Литмир - Электронная Библиотека

В конце зимы ты грузила адамовский «жигуленок» своими нарциссами и гиацинтами и приезжала к нам в город.

Халупа, собранная из досок, самана, битого шифера, стекловаты и жести, стояла в маленьком дворике с кустом чайных роз и акацией, одним концом валившемся прямо под ноги трамваям, а другим уходившем в кишащую крысами ничью городскую свалку. От этой халупы до городского базара было всего пять кварталов пешком, и ты каждый день таскала туда свои гиацинты, охая неразгибающейся спиной.
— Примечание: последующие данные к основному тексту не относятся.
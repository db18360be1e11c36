//! Back-office user creation command.

use tracing::info;

use cyna_core::Role;
use cyna_server::db::{self, UserRepository};
use cyna_server::services::auth::AuthService;

/// Create a back-office user with the given role.
///
/// # Errors
///
/// Returns an error if validation fails, the email is already registered,
/// or the database is unreachable.
pub async fn create_user(
    email: &str,
    password: &str,
    first_name: &str,
    last_name: &str,
    role: &str,
) -> Result<(), Box<dyn std::error::Error>> {
    let role: Role = role.parse()?;

    let database_url = super::database_url()?;
    let pool = db::create_pool(&database_url).await?;

    let auth = AuthService::new(&pool);
    let user = auth.register(email, password, first_name, last_name).await?;

    let users = UserRepository::new(&pool);
    let user = if role == Role::Client {
        user
    } else {
        users.update_role(user.id, role).await?
    };

    // CLI-created accounts skip the email verification round trip.
    users.mark_email_verified(user.id).await?;

    info!(user_id = %user.id, email = %user.email, role = %user.role, "user created");
    Ok(())
}
//! Email service for transactional mail.
//!
//! Uses SMTP via lettre for delivery with Askama HTML templates.

use askama::Template;
use lettre::{
    AsyncSmtpTransport, AsyncTransport, Message, Tokio1Executor,
    message::{MultiPart, SinglePart, header::ContentType},
    transport::smtp::{Error as SmtpError, authentication::Credentials},
};
use secrecy::ExposeSecret;
use thiserror::Error;

use crate::config::EmailConfig;

/// HTML template for the email-verification link.
#[derive(Template)]
#[template(path = "email/verify_link.html")]
struct VerifyLinkHtml<'a> {
    link: &'a str,
}

/// Plain text template for the email-verification link.
#[derive(Template)]
#[template(path = "email/verify_link.txt")]
struct VerifyLinkText<'a> {
    link: &'a str,
}

/// HTML template for the password-reset link.
#[derive(Template)]
#[template(path = "email/password_reset.html")]
struct PasswordResetHtml<'a> {
    link: &'a str,
}

/// Plain text template for the password-reset link.
#[derive(Template)]
#[template(path = "email/password_reset.txt")]
struct PasswordResetText<'a> {
    link: &'a str,
}

/// HTML template for the order confirmation.
#[derive(Template)]
#[template(path = "email/order_confirmation.html")]
struct OrderConfirmationHtml<'a> {
    order_id: &'a str,
    total: &'a str,
    currency: &'a str,
}

/// Plain text template for the order confirmation.
#[derive(Template)]
#[template(path = "email/order_confirmation.txt")]
struct OrderConfirmationText<'a> {
    order_id: &'a str,
    total: &'a str,
    currency: &'a str,
}

/// HTML template for a support response to a contact message.
#[derive(Template)]
#[template(path = "email/contact_response.html")]
struct ContactResponseHtml<'a> {
    subject: &'a str,
    response: &'a str,
}

/// Plain text template for a support response to a contact message.
#[derive(Template)]
#[template(path = "email/contact_response.txt")]
struct ContactResponseText<'a> {
    subject: &'a str,
    response: &'a str,
}

/// Errors that can occur when sending email.
#[derive(Debug, Error)]
pub enum EmailError {
    /// SMTP transport error.
    #[error("SMTP error: {0}")]
    Smtp(#[from] SmtpError),

    /// Failed to build email message.
    #[error("Failed to build message: {0}")]
    MessageBuild(#[from] lettre::error::Error),

    /// Invalid email address.
    #[error("Invalid email address: {0}")]
    InvalidAddress(String),

    /// Template rendering error.
    #[error("Template error: {0}")]
    Template(#[from] askama::Error),
}

/// Email service for sending transactional emails.
#[derive(Clone)]
pub struct EmailService {
    mailer: AsyncSmtpTransport<Tokio1Executor>,
    from_address: String,
}

impl EmailService {
    /// Create a new email service from configuration.
    ///
    /// # Errors
    ///
    /// Returns error if SMTP connection fails.
    pub fn new(config: &EmailConfig) -> Result<Self, SmtpError> {
        let credentials = Credentials::new(
            config.smtp_username.clone(),
            config.smtp_password.expose_secret().to_string(),
        );

        let mailer = AsyncSmtpTransport::<Tokio1Executor>::starttls_relay(&config.smtp_host)?
            .port(config.smtp_port)
            .credentials(credentials)
            .build();

        Ok(Self {
            mailer,
            from_address: config.from_address.clone(),
        })
    }

    /// Send the email-verification link after registration.
    ///
    /// # Errors
    ///
    /// Returns error if email fails to send or template fails to render.
    pub async fn send_verification_link(&self, to: &str, link: &str) -> Result<(), EmailError> {
        let html = VerifyLinkHtml { link }.render()?;
        let text = VerifyLinkText { link }.render()?;

        self.send_multipart_email(to, "Verify your CYNA email address", &text, &html)
            .await
    }

    /// Send a password-reset link.
    ///
    /// # Errors
    ///
    /// Returns error if email fails to send or template fails to render.
    pub async fn send_password_reset_link(&self, to: &str, link: &str) -> Result<(), EmailError> {
        let html = PasswordResetHtml { link }.render()?;
        let text = PasswordResetText { link }.render()?;

        self.send_multipart_email(to, "Reset your CYNA password", &text, &html)
            .await
    }

    /// Send an order confirmation after successful checkout.
    ///
    /// # Errors
    ///
    /// Returns error if email fails to send or template fails to render.
    pub async fn send_order_confirmation(
        &self,
        to: &str,
        order_id: &str,
        total: &str,
        currency: &str,
    ) -> Result<(), EmailError> {
        let html = OrderConfirmationHtml {
            order_id,
            total,
            currency,
        }
        .render()?;
        let text = OrderConfirmationText {
            order_id,
            total,
            currency,
        }
        .render()?;

        self.send_multipart_email(to, &format!("CYNA order #{order_id} confirmed"), &text, &html)
            .await
    }

    /// Send a support response to a contact message.
    ///
    /// # Errors
    ///
    /// Returns error if email fails to send or template fails to render.
    pub async fn send_contact_response(
        &self,
        to: &str,
        subject: &str,
        response: &str,
    ) -> Result<(), EmailError> {
        let html = ContactResponseHtml { subject, response }.render()?;
        let text = ContactResponseText { subject, response }.render()?;

        self.send_multipart_email(to, &format!("Re: {subject}"), &text, &html)
            .await
    }

    /// Send a multipart email with both plain text and HTML versions.
    async fn send_multipart_email(
        &self,
        to: &str,
        subject: &str,
        text_body: &str,
        html_body: &str,
    ) -> Result<(), EmailError> {
        let email = Message::builder()
            .from(
                self.from_address
                    .parse()
                    .map_err(|_| EmailError::InvalidAddress(self.from_address.clone()))?,
            )
            .to(to
                .parse()
                .map_err(|_| EmailError::InvalidAddress(to.to_string()))?)
            .subject(subject)
            .multipart(
                MultiPart::alternative()
                    .singlepart(
                        SinglePart::builder()
                            .header(ContentType::TEXT_PLAIN)
                            .body(text_body.to_string()),
                    )
                    .singlepart(
                        SinglePart::builder()
                            .header(ContentType::TEXT_HTML)
                            .body(html_body.to_string()),
                    ),
            )?;

        self.mailer.send(email).await?;

        tracing::info!(to = %to, subject = %subject, "Email sent successfully");
        Ok(())
    }
}

#[cfg(test)]
#[allow(clippy::unwrap_used)]
mod tests {
    use super::*;

    #[test]
    fn test_verify_link_templates_render() {
        let link = "https://shop.cyna.io/api/auth/verify-email?token=abc123";
        let text = VerifyLinkText { link }.render().unwrap();
        let html = VerifyLinkHtml { link }.render().unwrap();
        assert!(text.contains(link));
        assert!(html.contains(link));
    }

    #[test]
    fn test_contact_response_templates_render() {
        let text = ContactResponseText {
            subject: "Invoice question",
            response: "We re-sent the invoice.",
        }
        .render()
        .unwrap();
        assert!(text.contains("Invoice question"));
        assert!(text.contains("We re-sent the invoice."));
    }

    #[test]
    fn test_html_escaping_in_response() {
        let html = ContactResponseHtml {
            subject: "a < b",
            response: "<script>alert(1)</script>",
        }
        .render()
        .unwrap();
        assert!(!html.contains("<script>"));
    }
}
//! CYNA Core - Shared types library.
//!
//! This crate provides common types used across all CYNA components:
//! - `server` - JSON API backend (storefront + back-office)
//! - `cli` - Command-line tools for migrations and management
//!
//! # Architecture
//!
//! The core crate contains only types and traits - no I/O, no database access,
//! no HTTP clients. This keeps it lightweight and allows it to be used anywhere.
//!
//! # Modules
//!
//! - [`types`] - Newtype wrappers for type-safe IDs, prices, emails, statuses,
//!   and the role/permission model

#![cfg_attr(not(test), forbid(unsafe_code))]

pub mod types;

pub use types::*;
Вечерами вы вместе с Адамом чинно смотрели жизнеутверждающий «День Кубани» и чуть менее жизнеутверждающую программу «Время», в которой часто показывали инопланетную Маргарет Тэтчер. Маргарет Тэтчер совсем не была похожа на Валентину Васильевну Толкунову, и ты могла быть спокойна за своего Адама.

Но однажды он показал на Маргарет Тэтчер скрюченным после войны указательным пальцем, улыбнулся одной половиной рта и спросил:

— Кто эта вредная старуха?

— Инсульт, — ответил городской доктор сквозь благостную пелену, которая теперь навсегда поселилась в глазах у Адама.

— Эйгедыгей, Адам, я так пела, когда была молодая, не хуже, чем твоя Валентина Васильевна Толкунова, в ансамбль меня чуть не забрали, но я никогда в своей жизни не хотела бы ничего, кроме того, чтобы быть твоей женой, — сказала ты и запела звонким девичьим голосом на своем языке грустную песню про бабочку, которая живет один день.

Ева ушла за Адамом еще до того, как закончился год.

Тебе было 86, когда городская внучка приехала из Москвы с какими-то важными и веселыми дядьками в темных костюмах. Самый веселый из них думал, что он умеет играть в нарды. Ты села за маленький столик под навесом, оплетенным созревшими киви, прогнала чумазую кошку и разделала веселого человека в костюме тремя партиями подряд со счетом 6:0 в каждой из них.

— Ну что, послать его за белым хлебом, чтобы вся Молдовка смеялась? — тихонько спросила ты свою городскую внучку. И тут же сама себе ответила: — Не буду, он хороший мальчик, этот ваш Михалюрич. А играть научится когда-нибудь.

Следующей осенью Михаил Юрьевич Лесин грозился приехать к тебе и отомстить за тот незабытый позор. Но не успел. Умер.

Когда тебе рассказали об этом, ты долго перебирала старые фотографии. Нашла свою первую, где ты румяная, с тонким носом, с высокой прической, с мягкими большими глазами. Долго смотрела на нее с болезненным недоумением, как будто пыталась постичь что-то самое главное и постичь не могла. Потом положила ее на покрытый клеенкой стол во дворе, вынесла из подвала большую бутыль с зеленым воздушным шариком вместо пробки, налила себе полстакана вина из прошлогоднего винограда и сказала старому, уже не плодоносящему кусту фейхоа:

— Ты видишь, какая я была красивая и какая стала. Наверное, сглазил меня кто-то.

Сегодня мы были на могилах Адама и Евы, вырвали там хвощи, пропололи нарциссы — все как ты нас учила. Площадка между могилками небольшая, но много ведь и не надо.

Когда он уходил, ты сказала ему:

— Адам, десять лет меня не жди. Надо внуков поднять. Десять лет ты мне должен дать, потом приду.

Ты тихо лежишь в маленькой комнате с лаковым шкафом, почти девяностолетняя, а в соседней маленькой комнате хохочет твоя четвертая правнучка.

Сегодня 20-е февраля. В твоем огороде отцветает белая слива.

Ты просила десять. Он дал тебе двадцать три.

Завтра, когда мы опустим твой гроб между Адамом и Евой, ты уже будешь играть в нарды с хорошим мальчиком Михалюричем.

Если твой Адам не приревнует к нему, конечно.